RECORDS TO PROCESS Block Start

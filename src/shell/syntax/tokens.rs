use std::fmt;

use crate::shell::error::Position;

#[derive(PartialEq, Eq, Debug, Clone, Copy)]
pub enum TokenKind {
    Command,
    String,
    And,
    Or,
    Not,
    Pipe,
    OverwriteRedir,
    AppendRedir,
    MergeOutput,
    MergeAppend,
    MergeStream,
    StdinRedir,
    LParen,
    RParen,
    Newline,
    Semi,
    EndOfInput,
    Error,
}

impl TokenKind {
    pub fn is_redirection(self) -> bool {
        match self {
            TokenKind::OverwriteRedir
            | TokenKind::AppendRedir
            | TokenKind::MergeOutput
            | TokenKind::MergeAppend
            | TokenKind::MergeStream
            | TokenKind::StdinRedir => true,
            _ => false,
        }
    }

    /// Tokens that can start or continue a command's word list.
    pub fn is_word(self) -> bool {
        self == TokenKind::Command || self == TokenKind::String
    }
}

impl fmt::Display for TokenKind {
    fn fmt(&self, f: &mut fmt::Formatter) -> fmt::Result {
        let name = match *self {
            TokenKind::Command => "command",
            TokenKind::String => "string",
            TokenKind::And => "'&&'",
            TokenKind::Or => "'||'",
            TokenKind::Not => "'!'",
            TokenKind::Pipe => "'|'",
            TokenKind::OverwriteRedir => "'>'",
            TokenKind::AppendRedir => "'>>'",
            TokenKind::MergeOutput => "'&>'",
            TokenKind::MergeAppend => "'&>>'",
            TokenKind::MergeStream => "'>&'",
            TokenKind::StdinRedir => "'<'",
            TokenKind::LParen => "'('",
            TokenKind::RParen => "')'",
            TokenKind::Newline => "newline",
            TokenKind::Semi => "';'",
            TokenKind::EndOfInput => "end of input",
            TokenKind::Error => "invalid token",
        };
        f.write_str(name)
    }
}

/// A lexed token together with its raw source text.
///
/// Redirection operators keep their digits (`2>`, `1>&2`) so the parser can
/// recover explicit descriptors; strings keep their contents without quotes.
#[derive(PartialEq, Eq, Debug, Clone)]
pub struct Token {
    pub kind: TokenKind,
    pub text: String,
    pub position: Position,
}

impl Token {
    pub fn new(kind: TokenKind, text: impl Into<String>, position: Position) -> Self {
        Token {
            kind,
            text: text.into(),
            position,
        }
    }
}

RECORDS TO PROCESS Block End

DESCRIPTION OF THE TASK: Where in the entries above does the word "PartialEq" appear? Copy each line that has it.

RESULT BELOW:
#[derive(PartialEq, Eq, Debug, Clone, Copy)]
#[derive(PartialEq, Eq, Debug, Clone)]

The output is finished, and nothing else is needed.